WORK TASK: Taking the line that contains "assert_eq!(response.endpoint_status, DeploymentStatus::Unknown);" as the first, copy each line exactly up to and including the last line below.

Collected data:

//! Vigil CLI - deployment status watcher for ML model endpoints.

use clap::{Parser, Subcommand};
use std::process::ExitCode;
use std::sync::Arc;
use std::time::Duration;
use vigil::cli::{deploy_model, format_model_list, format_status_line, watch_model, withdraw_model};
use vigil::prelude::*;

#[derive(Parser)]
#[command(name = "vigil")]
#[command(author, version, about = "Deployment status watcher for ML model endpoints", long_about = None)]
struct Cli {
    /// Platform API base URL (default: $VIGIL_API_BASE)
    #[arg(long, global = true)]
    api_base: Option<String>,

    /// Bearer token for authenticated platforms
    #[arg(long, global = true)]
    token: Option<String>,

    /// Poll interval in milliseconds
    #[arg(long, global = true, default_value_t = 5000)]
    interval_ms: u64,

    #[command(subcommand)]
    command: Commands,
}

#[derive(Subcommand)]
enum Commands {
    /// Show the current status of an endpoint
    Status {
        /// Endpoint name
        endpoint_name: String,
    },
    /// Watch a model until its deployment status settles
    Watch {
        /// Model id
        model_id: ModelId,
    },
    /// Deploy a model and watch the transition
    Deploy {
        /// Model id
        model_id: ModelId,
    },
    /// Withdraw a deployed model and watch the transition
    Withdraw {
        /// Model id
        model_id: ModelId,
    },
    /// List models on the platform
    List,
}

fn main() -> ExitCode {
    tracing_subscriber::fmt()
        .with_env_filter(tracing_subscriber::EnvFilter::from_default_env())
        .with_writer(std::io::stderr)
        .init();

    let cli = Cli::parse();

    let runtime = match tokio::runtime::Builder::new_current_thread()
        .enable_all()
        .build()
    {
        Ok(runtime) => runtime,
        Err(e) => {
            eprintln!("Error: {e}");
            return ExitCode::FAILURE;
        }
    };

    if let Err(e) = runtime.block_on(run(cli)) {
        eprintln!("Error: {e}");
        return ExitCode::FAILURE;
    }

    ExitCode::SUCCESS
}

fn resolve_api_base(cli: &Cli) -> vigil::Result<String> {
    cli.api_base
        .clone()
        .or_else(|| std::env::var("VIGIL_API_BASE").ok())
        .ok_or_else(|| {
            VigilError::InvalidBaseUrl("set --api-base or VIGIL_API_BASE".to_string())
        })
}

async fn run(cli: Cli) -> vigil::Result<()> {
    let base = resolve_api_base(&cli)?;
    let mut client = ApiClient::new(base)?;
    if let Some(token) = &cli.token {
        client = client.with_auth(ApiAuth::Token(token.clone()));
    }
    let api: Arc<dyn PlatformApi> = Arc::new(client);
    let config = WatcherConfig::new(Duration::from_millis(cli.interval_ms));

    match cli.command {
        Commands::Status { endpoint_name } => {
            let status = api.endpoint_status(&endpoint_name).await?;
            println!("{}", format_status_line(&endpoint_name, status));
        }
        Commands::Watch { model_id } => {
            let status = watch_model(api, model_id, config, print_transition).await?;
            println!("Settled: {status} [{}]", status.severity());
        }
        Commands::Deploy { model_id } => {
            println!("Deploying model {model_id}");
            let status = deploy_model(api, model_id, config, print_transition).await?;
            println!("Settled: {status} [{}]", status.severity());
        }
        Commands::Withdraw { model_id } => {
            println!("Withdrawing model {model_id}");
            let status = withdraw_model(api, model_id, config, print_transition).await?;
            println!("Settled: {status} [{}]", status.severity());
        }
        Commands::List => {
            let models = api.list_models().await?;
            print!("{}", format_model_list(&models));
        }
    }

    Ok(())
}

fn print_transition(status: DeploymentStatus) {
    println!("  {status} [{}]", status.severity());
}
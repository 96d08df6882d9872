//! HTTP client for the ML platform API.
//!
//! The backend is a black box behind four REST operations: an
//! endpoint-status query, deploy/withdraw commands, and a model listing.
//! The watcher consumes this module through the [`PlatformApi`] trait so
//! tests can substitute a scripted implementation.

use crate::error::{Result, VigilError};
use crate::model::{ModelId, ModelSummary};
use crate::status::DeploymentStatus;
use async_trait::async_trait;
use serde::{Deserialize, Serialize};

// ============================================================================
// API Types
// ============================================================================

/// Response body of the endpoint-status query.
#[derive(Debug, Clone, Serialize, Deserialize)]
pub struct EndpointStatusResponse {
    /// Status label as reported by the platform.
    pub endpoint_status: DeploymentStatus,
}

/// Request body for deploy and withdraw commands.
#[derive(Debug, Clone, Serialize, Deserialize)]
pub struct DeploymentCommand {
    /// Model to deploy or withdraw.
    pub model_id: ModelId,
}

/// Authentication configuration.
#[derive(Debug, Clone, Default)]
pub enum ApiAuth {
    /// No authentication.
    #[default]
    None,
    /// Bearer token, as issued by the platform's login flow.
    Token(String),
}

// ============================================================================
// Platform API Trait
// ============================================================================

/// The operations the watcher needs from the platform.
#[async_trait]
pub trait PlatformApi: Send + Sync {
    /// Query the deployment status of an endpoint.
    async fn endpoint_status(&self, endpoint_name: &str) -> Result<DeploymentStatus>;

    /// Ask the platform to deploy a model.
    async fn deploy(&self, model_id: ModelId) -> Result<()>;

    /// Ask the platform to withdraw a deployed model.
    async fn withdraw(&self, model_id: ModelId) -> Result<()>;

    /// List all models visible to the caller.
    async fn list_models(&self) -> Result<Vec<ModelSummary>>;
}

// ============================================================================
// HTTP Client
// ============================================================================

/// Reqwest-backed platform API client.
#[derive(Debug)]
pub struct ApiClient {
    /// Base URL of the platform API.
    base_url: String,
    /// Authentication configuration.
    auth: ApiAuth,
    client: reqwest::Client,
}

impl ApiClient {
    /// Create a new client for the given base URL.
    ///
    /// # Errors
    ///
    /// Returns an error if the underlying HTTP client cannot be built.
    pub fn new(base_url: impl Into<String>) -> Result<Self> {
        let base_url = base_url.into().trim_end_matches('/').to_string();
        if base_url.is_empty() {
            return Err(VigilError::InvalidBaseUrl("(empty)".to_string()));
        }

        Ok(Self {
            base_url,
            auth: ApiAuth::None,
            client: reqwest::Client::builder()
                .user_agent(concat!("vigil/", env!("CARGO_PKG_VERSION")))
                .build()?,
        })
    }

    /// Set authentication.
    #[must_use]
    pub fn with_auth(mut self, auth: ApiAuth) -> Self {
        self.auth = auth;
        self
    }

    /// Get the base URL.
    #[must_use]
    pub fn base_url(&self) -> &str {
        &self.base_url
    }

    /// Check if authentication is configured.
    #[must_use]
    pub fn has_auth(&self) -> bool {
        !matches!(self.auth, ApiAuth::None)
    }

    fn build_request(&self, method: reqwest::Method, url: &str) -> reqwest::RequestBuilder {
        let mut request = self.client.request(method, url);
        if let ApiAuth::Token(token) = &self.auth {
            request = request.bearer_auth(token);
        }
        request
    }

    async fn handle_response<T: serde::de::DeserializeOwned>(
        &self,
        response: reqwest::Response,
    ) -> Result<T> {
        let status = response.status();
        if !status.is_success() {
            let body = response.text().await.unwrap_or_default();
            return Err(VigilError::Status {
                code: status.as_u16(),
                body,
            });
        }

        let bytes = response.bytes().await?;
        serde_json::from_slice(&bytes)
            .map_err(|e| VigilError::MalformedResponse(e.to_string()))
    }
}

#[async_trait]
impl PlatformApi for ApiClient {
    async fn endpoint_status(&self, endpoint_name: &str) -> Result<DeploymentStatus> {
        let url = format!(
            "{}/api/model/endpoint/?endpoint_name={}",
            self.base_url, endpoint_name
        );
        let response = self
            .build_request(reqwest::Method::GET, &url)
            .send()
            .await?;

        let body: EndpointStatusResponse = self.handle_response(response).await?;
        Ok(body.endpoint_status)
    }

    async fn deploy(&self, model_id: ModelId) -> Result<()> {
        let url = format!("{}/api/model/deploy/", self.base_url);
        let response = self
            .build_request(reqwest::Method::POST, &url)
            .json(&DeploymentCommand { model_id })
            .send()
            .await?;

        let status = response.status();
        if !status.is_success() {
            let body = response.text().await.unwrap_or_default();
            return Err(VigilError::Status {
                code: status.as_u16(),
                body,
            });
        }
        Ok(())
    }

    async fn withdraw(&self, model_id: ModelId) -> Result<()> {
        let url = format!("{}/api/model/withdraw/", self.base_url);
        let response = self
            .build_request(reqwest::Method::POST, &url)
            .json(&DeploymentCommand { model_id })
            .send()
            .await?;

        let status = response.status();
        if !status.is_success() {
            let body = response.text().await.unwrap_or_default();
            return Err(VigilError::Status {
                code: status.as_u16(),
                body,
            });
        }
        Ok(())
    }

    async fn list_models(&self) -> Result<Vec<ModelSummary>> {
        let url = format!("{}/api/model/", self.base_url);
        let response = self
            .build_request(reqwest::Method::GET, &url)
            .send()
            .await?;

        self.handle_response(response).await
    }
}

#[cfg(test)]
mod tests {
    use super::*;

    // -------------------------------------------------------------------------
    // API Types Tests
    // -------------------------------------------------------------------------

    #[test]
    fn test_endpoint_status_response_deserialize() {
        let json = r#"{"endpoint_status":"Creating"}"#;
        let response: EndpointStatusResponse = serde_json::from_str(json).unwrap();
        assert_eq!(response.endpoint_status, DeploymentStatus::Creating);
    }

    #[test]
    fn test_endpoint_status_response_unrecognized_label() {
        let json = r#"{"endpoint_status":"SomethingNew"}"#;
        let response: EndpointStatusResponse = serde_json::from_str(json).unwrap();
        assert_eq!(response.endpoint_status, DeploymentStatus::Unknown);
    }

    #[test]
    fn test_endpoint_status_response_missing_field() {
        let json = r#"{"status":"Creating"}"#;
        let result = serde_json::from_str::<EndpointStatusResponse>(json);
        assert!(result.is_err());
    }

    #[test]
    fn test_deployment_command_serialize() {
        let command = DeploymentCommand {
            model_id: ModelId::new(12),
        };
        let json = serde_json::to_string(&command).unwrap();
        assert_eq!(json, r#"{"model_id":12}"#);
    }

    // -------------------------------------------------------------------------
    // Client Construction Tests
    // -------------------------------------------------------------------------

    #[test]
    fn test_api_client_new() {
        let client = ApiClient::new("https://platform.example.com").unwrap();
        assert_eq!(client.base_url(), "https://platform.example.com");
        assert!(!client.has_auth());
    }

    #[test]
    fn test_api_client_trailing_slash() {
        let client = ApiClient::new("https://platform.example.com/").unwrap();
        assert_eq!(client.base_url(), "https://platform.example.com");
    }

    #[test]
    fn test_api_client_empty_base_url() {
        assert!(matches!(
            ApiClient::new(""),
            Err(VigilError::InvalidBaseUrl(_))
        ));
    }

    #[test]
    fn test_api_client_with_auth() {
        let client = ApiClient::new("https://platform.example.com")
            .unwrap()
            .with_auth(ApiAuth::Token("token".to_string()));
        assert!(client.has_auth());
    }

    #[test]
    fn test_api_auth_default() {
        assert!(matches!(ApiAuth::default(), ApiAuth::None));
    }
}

SOLVED PROBLEM:
        assert_eq!(response.endpoint_status, DeploymentStatus::Unknown);
    }

    #[test]
    fn test_endpoint_status_response_missing_field() {
        let json = r#"{"status":"Creating"}"#;
        let result = serde_json::from_str::<EndpointStatusResponse>(json);
        assert!(result.is_err());
    }

    #[test]
    fn test_deployment_command_serialize() {
        let command = DeploymentCommand {
            model_id: ModelId::new(12),
        };
        let json = serde_json::to_string(&command).unwrap();
        assert_eq!(json, r#"{"model_id":12}"#);
    }

    // -------------------------------------------------------------------------
    // Client Construction Tests
    // -------------------------------------------------------------------------

    #[test]
    fn test_api_client_new() {
        let client = ApiClient::new("https://platform.example.com").unwrap();
        assert_eq!(client.base_url(), "https://platform.example.com");
        assert!(!client.has_auth());
    }

    #[test]
    fn test_api_client_trailing_slash() {
        let client = ApiClient::new("https://platform.example.com/").unwrap();
        assert_eq!(client.base_url(), "https://platform.example.com");
    }

    #[test]
    fn test_api_client_empty_base_url() {
        assert!(matches!(
            ApiClient::new(""),
            Err(VigilError::InvalidBaseUrl(_))
        ));
    }

    #[test]
    fn test_api_client_with_auth() {
        let client = ApiClient::new("https://platform.example.com")
            .unwrap()
            .with_auth(ApiAuth::Token("token".to_string()));
        assert!(client.has_auth());
    }

    #[test]
    fn test_api_auth_default() {
        assert!(matches!(ApiAuth::default(), ApiAuth::None));
    }
}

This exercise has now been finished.